I'm trying to manage a contended resource (as in: database session) while programming a RESTful web application in Jersey. Usually I'd write code like this:
Session session = getSession();
try {
  doWork();
  session.commit();
} finally {
  session.rollback(); // doesn't hurt after commit
  session.release(); // or whatever
}
Now with Jersey, I have a resource like this:
@Path("/")
class MyResource {
  @Path("{child}") public Child getChild(...) {
    // how do I manage my session here ???
    return child;
  }
}
The problem is that I need to acquire the session in getChild(), but I cannot make sure I properly release it after work has been done as I've then already given back control to the web application.

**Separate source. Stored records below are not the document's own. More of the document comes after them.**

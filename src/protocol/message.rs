//! Tagged protocol messages: one variant per opcode.
//!
//! Encoded form is the opcode followed by the payload, if any:
//! ```text
//! ┌────────┬──────────────────────┐
//! │ opcode │ payload (0 or 5 B)   │
//! └────────┴──────────────────────┘
//! ```
//! On the wire the payload half is held back until the peer has answered
//! `READY_TO_RECEIVE`; see [`Exchange`](super::exchange::Exchange).

use heapless::Vec;

use crate::config::PASSWORD_LEN;
use crate::credential::Payload;
use crate::error::ProtocolError;

use super::opcode::Opcode;

/// Longest encoded message.
pub const MAX_MESSAGE_LEN: usize = 1 + PASSWORD_LEN;

#[derive(Debug, Clone, Copy, PartialEq, Eq)]
pub enum Message {
    SetPassword(Payload),
    SendPassword(Payload),
    ChangePassword(Payload),
    SendingStatus,
    ReadyToReceive,
    OpenDoor,
    PasswordsMatched,
    PasswordsMismatched,
}

/// Outcome of a verification, or of any request answered through
/// `SENDING_STATUS`.
#[derive(Debug, Clone, Copy, PartialEq, Eq)]
pub enum Verdict {
    Matched,
    Mismatched,
}

impl Verdict {
    pub fn opcode(self) -> Opcode {
        match self {
            Self::Matched => Opcode::PasswordsMatched,
            Self::Mismatched => Opcode::PasswordsMismatched,
        }
    }

    pub fn from_opcode(op: Opcode) -> Option<Self> {
        match op {
            Opcode::PasswordsMatched => Some(Self::Matched),
            Opcode::PasswordsMismatched => Some(Self::Mismatched),
            _ => None,
        }
    }

    pub fn is_match(self) -> bool {
        self == Self::Matched
    }
}

impl From<bool> for Verdict {
    fn from(matched: bool) -> Self {
        if matched { Self::Matched } else { Self::Mismatched }
    }
}

impl Message {
    pub fn opcode(&self) -> Opcode {
        match self {
            Self::SetPassword(_) => Opcode::SetPassword,
            Self::SendPassword(_) => Opcode::SendPassword,
            Self::ChangePassword(_) => Opcode::ChangePassword,
            Self::SendingStatus => Opcode::SendingStatus,
            Self::ReadyToReceive => Opcode::ReadyToReceive,
            Self::OpenDoor => Opcode::OpenDoor,
            Self::PasswordsMatched => Opcode::PasswordsMatched,
            Self::PasswordsMismatched => Opcode::PasswordsMismatched,
        }
    }

    pub fn payload(&self) -> Option<&Payload> {
        match self {
            Self::SetPassword(p) | Self::SendPassword(p) | Self::ChangePassword(p) => Some(p),
            _ => None,
        }
    }

    /// Build the message for a payload-less opcode.  `None` for opcodes that
    /// need a payload.
    pub fn bare(op: Opcode) -> Option<Self> {
        match op {
            Opcode::SendingStatus => Some(Self::SendingStatus),
            Opcode::ReadyToReceive => Some(Self::ReadyToReceive),
            Opcode::OpenDoor => Some(Self::OpenDoor),
            Opcode::PasswordsMatched => Some(Self::PasswordsMatched),
            Opcode::PasswordsMismatched => Some(Self::PasswordsMismatched),
            Opcode::SetPassword | Opcode::SendPassword | Opcode::ChangePassword => None,
        }
    }

    /// Attach a payload to a payload-bearing opcode.
    pub fn with_payload(op: Opcode, payload: Payload) -> Option<Self> {
        match op {
            Opcode::SetPassword => Some(Self::SetPassword(payload)),
            Opcode::SendPassword => Some(Self::SendPassword(payload)),
            Opcode::ChangePassword => Some(Self::ChangePassword(payload)),
            _ => None,
        }
    }

    pub fn encode(&self) -> Vec<u8, MAX_MESSAGE_LEN> {
        let mut out = Vec::new();
        // Capacity covers opcode + payload; neither push can fail.
        let _ = out.push(self.opcode() as u8);
        if let Some(p) = self.payload() {
            let _ = out.extend_from_slice(p.as_bytes());
        }
        out
    }

    /// Decode one complete message.  The slice must hold exactly the opcode
    /// and its payload.
    pub fn decode(bytes: &[u8]) -> Result<Self, ProtocolError> {
        let (&first, rest) = bytes.split_first().ok_or(ProtocolError::BadLength {
            opcode: 0,
            len: 0,
        })?;
        let op = Opcode::try_from(first)?;
        let bad_length = ProtocolError::BadLength {
            opcode: first,
            len: bytes.len(),
        };

        if op.carries_payload() {
            let raw: [u8; PASSWORD_LEN] = rest.try_into().map_err(|_| bad_length)?;
            Self::with_payload(op, Payload(raw)).ok_or(bad_length)
        } else if rest.is_empty() {
            Self::bare(op).ok_or(bad_length)
        } else {
            Err(bad_length)
        }
    }
}

impl From<Verdict> for Message {
    fn from(v: Verdict) -> Self {
        match v {
            Verdict::Matched => Self::PasswordsMatched,
            Verdict::Mismatched => Self::PasswordsMismatched,
        }
    }
}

Child needs access to the session as well, so I cannot encapsulate all the work in one method:
class Child {
  @Path("{subchild}") public Subchild getSubchild(...) {
    return new Subchild(session.get(...));
  }
}
I cannot wrap the whole application in a servlet Filter as I need information from the Jersey-level to construct my session. Now I could just open it in MyResource, use a regular servlet filter to make sure I always close it, but then I don't know when to rollback and when to commit the session. I could use an ExceptionMapper to be notified of all exceptions, but that would need to be an ExceptionMapper, and this just seems so extremely ugly, with the conceptual try/finally spread over three classes with different lifetimes and so on.
Is there a "right way" to do this kind of resource management in Jersey? How would I make sure I properly close e.g. a FileInputStream after a resource and it's sub-locatos have used it?